ROYALTY  PARTICIPATION AGREEMENT

This Royalty Participation Agreement (the “Royalty Agreement”) is entered into by and between Auriga Laboratories, Inc., a Delaware corporation, located at 5284 Adolfo Road Camarillo, California 93012, and each of its subsidiaries (collectively, the “Company”) and Prospector Capital Partners II, LLC, a Delaware limited liability company, located at 3112 Windsor Road, Suite A-137, Austin, Texas 78703 (the “Investor”).

RECITALS

WHEREAS, the Company is in the business of commercializing, licensing, and developing of prescription pharmaceutical products; and

WHEREAS, Company desires to issue and sell to the Investor, and the Investor has agreed to purchase from the Company a Senior Secured Convertible Promissory Note in a principal aggregate amount of $287,500 (the “Principal Financing Amount”), pursuant to that certain Senior Secured Convertible Note Purchase Agreement and Senior Secured Convertible Promissory Note between the parties hereto and of even date herewith (the “Senior Secured Loan Agreements”); and

WHEREAS, in consideration of the provision of the Principal Financing Amount, the Company desires to pay a percentage of all gains or revenue from the sales, licensing or disposition of the Products or other revenue of the Company to the Investor (the “Royalty Payments”); and

WHEREAS, the Investor and the Company wish to define with precision the terms and conditions of the Royalty Payments;

THEREFORE, in consideration of the mutual considerations herein, the receipt of which is mutually acknowledged, the parties hereto agree as follows:

1.           FINANCING.  Investor shall loan the gross amount of $287,500, subject to reduction of fees payable to any third party, to the Company pursuant to the Senior Secured Loan Agreements upon execution hereof.

2.           SOURCE, AMOUNT AND TIMING OF ROYALTY PAYMENTS.

(a).           Commencing upon the fiscal quarter ended June 30, 2008, the Company shall pay to Investor non-refundable Royalty Payments consisting of five percent (5.00%) of all “Gross Revenue” received by the Company based on (i) the sale, license, development, commercialization or monetization of the Products, and (ii) all gains on disposition of any Products or assets or other income until such time as the “Royalty Cap Amount” has been met.  The Royalty Payments shall be paid to the Investor within 15 days of the end of the quarter in which the Company receives payment for any Gross Revenue of the Products.

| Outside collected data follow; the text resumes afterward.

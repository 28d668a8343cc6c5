use std::path::Path;

use log::{info, warn};

use super::cases::{default_cases, CaseError, ComponentCase};
use super::config::{HarnessConfig, ImplementationSelection};
use super::fixture::Fixture;
use crate::core::descriptor::ComponentPackage;
use crate::core::errors::HarnessError;
use crate::core::ports::CheckFailure;
use crate::core::sandbox::{LaunchRequest, Sandbox};

/// Result of one case against one implementation
#[derive(Debug, Clone, PartialEq, Eq)]
pub enum CaseOutcome {
    Passed,
    /// An assertion did not hold
    Failed(CheckFailure),
    /// setUp, the case body or tearDown raised
    Errored(String),
}

#[derive(Debug, Clone)]
pub struct CaseResult {
    pub implementation: String,
    pub case: String,
    pub outcome: CaseOutcome,
}

/// Outcomes of a harness run, in execution order
#[derive(Debug, Clone, Default)]
pub struct RunReport {
    results: Vec<CaseResult>,
}

impl RunReport {
    pub fn results(&self) -> &[CaseResult] {
        &self.results
    }

    pub fn passed(&self) -> usize {
        self.count(|outcome| matches!(outcome, CaseOutcome::Passed))
    }

    pub fn failed(&self) -> usize {
        self.count(|outcome| matches!(outcome, CaseOutcome::Failed(_)))
    }

    pub fn errored(&self) -> usize {
        self.count(|outcome| matches!(outcome, CaseOutcome::Errored(_)))
    }

    /// True when nothing failed or errored
    pub fn is_success(&self) -> bool {
        self.failed() == 0 && self.errored() == 0
    }

    /// Process exit status for the run
    pub fn exit_code(&self) -> u8 {
        if self.is_success() {
            0
        } else {
            1
        }
    }

    fn count(&self, predicate: impl Fn(&CaseOutcome) -> bool) -> usize {
        self.results.iter().filter(|r| predicate(&r.outcome)).count()
    }
}

impl std::fmt::Display for RunReport {
    fn fmt(&self, f: &mut std::fmt::Formatter<'_>) -> std::fmt::Result {
        for result in &self.results {
            let status = match &result.outcome {
                CaseOutcome::Passed => "ok".to_string(),
                CaseOutcome::Failed(failure) => format!("FAIL: {}", failure),
                CaseOutcome::Errored(reason) => format!("ERROR: {}", reason),
            };
            writeln!(f, "{} [{}] ... {}", result.case, result.implementation, status)?;
        }
        write!(
            f,
            "Ran {} tests: {} passed, {} failed, {} errors",
            self.results.len(),
            self.passed(),
            self.failed(),
            self.errored()
        )
    }
}

/// Runs test cases against every selected implementation of a component
pub struct HarnessRunner<S: Sandbox> {
    sandbox: S,
    config: HarnessConfig,
    cases: Vec<Box<dyn ComponentCase>>,
}

impl<S: Sandbox> HarnessRunner<S> {
    /// Create a runner with the default test cases
    pub fn new(sandbox: S, config: HarnessConfig) -> Self {
        Self {
            sandbox,
            config,
            cases: default_cases(),
        }
    }

    /// Add a test case after the existing ones
    pub fn add_case(&mut self, case: Box<dyn ComponentCase>) {
        self.cases.push(case);
    }

    pub fn sandbox(&self) -> &S {
        &self.sandbox
    }

    /// Run every selected case against every selected implementation.
    ///
    /// Configuration problems are returned as errors before anything is
    /// launched; problems inside a test are recorded in the report.
    pub fn run(&mut self) -> Result<RunReport, HarnessError> {
        let spd_path = self.config.resolved_spd_path();
        let package = ComponentPackage::load(&spd_path)?;
        let implementations = select_implementations(&package, &self.config.implementations)?;
        let cases = self.selected_cases()?;

        info!(
            "Testing {} ({} implementation(s), {} case(s))",
            package.name(),
            implementations.len(),
            cases.len()
        );

        let mut report = RunReport::default();
        for implementation in &implementations {
            for &index in &cases {
                let case = self.cases[index].as_ref();
                let outcome = run_case(&mut self.sandbox, &spd_path, implementation, case);
                match &outcome {
                    CaseOutcome::Passed => info!("{} [{}] ... ok", case.name(), implementation),
                    CaseOutcome::Failed(failure) => {
                        warn!("{} [{}] ... FAIL: {}", case.name(), implementation, failure)
                    }
                    CaseOutcome::Errored(reason) => {
                        warn!("{} [{}] ... ERROR: {}", case.name(), implementation, reason)
                    }
                }
                report.results.push(CaseResult {
                    implementation: implementation.clone(),
                    case: case.name().to_string(),
                    outcome,
                });
            }
        }

        Ok(report)
    }

    /// Indices of the cases to run, in registration order
    fn selected_cases(&self) -> Result<Vec<usize>, HarnessError> {
        let Some(names) = &self.config.cases else {
            return Ok((0..self.cases.len()).collect());
        };

        for name in names {
            if !self.cases.iter().any(|case| case.name() == name) {
                return Err(HarnessError::UnknownCase(name.clone()));
            }
        }
        Ok(self
            .cases
            .iter()
            .enumerate()
            .filter(|(_, case)| names.iter().any(|name| name == case.name()))
            .map(|(index, _)| index)
            .collect())
    }
}

fn select_implementations(
    package: &ComponentPackage,
    selection: &ImplementationSelection,
) -> Result<Vec<String>, HarnessError> {
    let available: Vec<String> = package
        .implementation_ids()
        .into_iter()
        .map(str::to_string)
        .collect();

    match selection {
        ImplementationSelection::All => Ok(available),
        ImplementationSelection::Only(ids) => {
            for id in ids {
                if !available.contains(id) {
                    return Err(HarnessError::UnknownImplementation {
                        package: package.name().to_string(),
                        id: id.clone(),
                        available,
                    });
                }
            }
            Ok(ids.clone())
        }
    }
}

/// setUp, run and tearDown for one case
fn run_case<S: Sandbox>(
    sandbox: &mut S,
    spd_path: &Path,
    implementation: &str,
    case: &dyn ComponentCase,
) -> CaseOutcome {
    let request = LaunchRequest::new(spd_path).with_implementation(implementation);
    let mut fixture = match Fixture::set_up(sandbox, &request) {
        Ok(fixture) => fixture,
        Err(err) => return CaseOutcome::Errored(format!("setUp failed: {}", err)),
    };

    let result = case.run(fixture.component_mut());
    let teardown = fixture.tear_down();

    match (result, teardown) {
        (Ok(()), Ok(())) => CaseOutcome::Passed,
        (Ok(()), Err(err)) => CaseOutcome::Errored(format!("tearDown failed: {}", err)),
        (Err(CaseError::Failure(failure)), _) => CaseOutcome::Failed(failure),
        (Err(CaseError::Sandbox(err)), _) => CaseOutcome::Errored(err.to_string()),
    }
}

(b).           For the purposes of this Agreement, “Products” shall mean any current or future product, service or right commercialized, licensed, developed or otherwise monetized by the Company or its successors and assigns.

(c).           For the purposes of this Agreement, “Royalty Cap Amount” shall mean EIGHT MILLION U.S. DOLLARS (U.S. $8,000,000).

(d).           For the purposes of this Agreement, “Gross Revenue” shall mean the total gross receipts from sale, license, development, commercialization or other monetization of Products less the following amounts: (i) cash discounts, freight discounts, rebates or promotional allowances; and (ii) actual Product returns. For the avoidance of doubt, Gross Revenue shall be calculated in accordance with GAAP, consistent with revenue recognized in reporting the financial results of the Company.  The Company hereby agrees to use its commercial best efforts to maximize its Gross Revenue during the term of this Agreement.  “Gross Revenues” shall also include all settlement amounts, payments and damages received by Company which result from litigation or disputes related to or arising from the sale, license, development, commercialization or other monetization of Products.

3.           INFORMATION REQUIRED TO BE SUPPLIED WITH EACH PAYMENT.  With each Royalty Payment, the Company shall supply to the Investor a detailed and reasonably satisfactory accounting and reconciliation of how the Royalty Payment was calculated.  The Company agrees to have an officer certify each reconciliation and provide a reconciliation each calendar month during the term of this Agreement regardless of whether any Royalty Payment is due

4.           TERMINATION.  This Agreement shall terminate upon the payment in full of the Royalty Cap Amount.

5.           NO SALE OR ASSIGMENT BY COMPANY.  During the term of this Agreement, the Company may not (i) sell (other than ordinary course sales to customers), assign or otherwise transfer or encumber the Products, (ii) assign or otherwise transfer or encumber this Agreement, or (iii) create an obligation whereby the Company is required to pay all or a portion of Gross Revenue of the Products to any party in priority to the Investor, without either first (A) obtaining the prior written consent of the Investor to such sale, assignment, transfer or encumbrance, or (B) making the full payment of the Royalty Cap Amount provided for in Paragraph 2(c) above.

6.           NOTICES:

If to the Company, to:

Attn: CEO and Corporate Counsel
Auriga Laboratories, Inc.
5284 Adolfo Road
Camarillo, California  93012
Facsimile: (805) 299-4932

If to Investor, to:

Attn: Manager
Prospector Capital Partners II, LLC
3112 Windsor Road, Suite A-137
Austin, TX 78703
Facsimile: (866) 477-2971


7.           ASSIGNMENT BY INVESTOR.  Investor may assign a portion or all of its interest in this Agreement to an assignee.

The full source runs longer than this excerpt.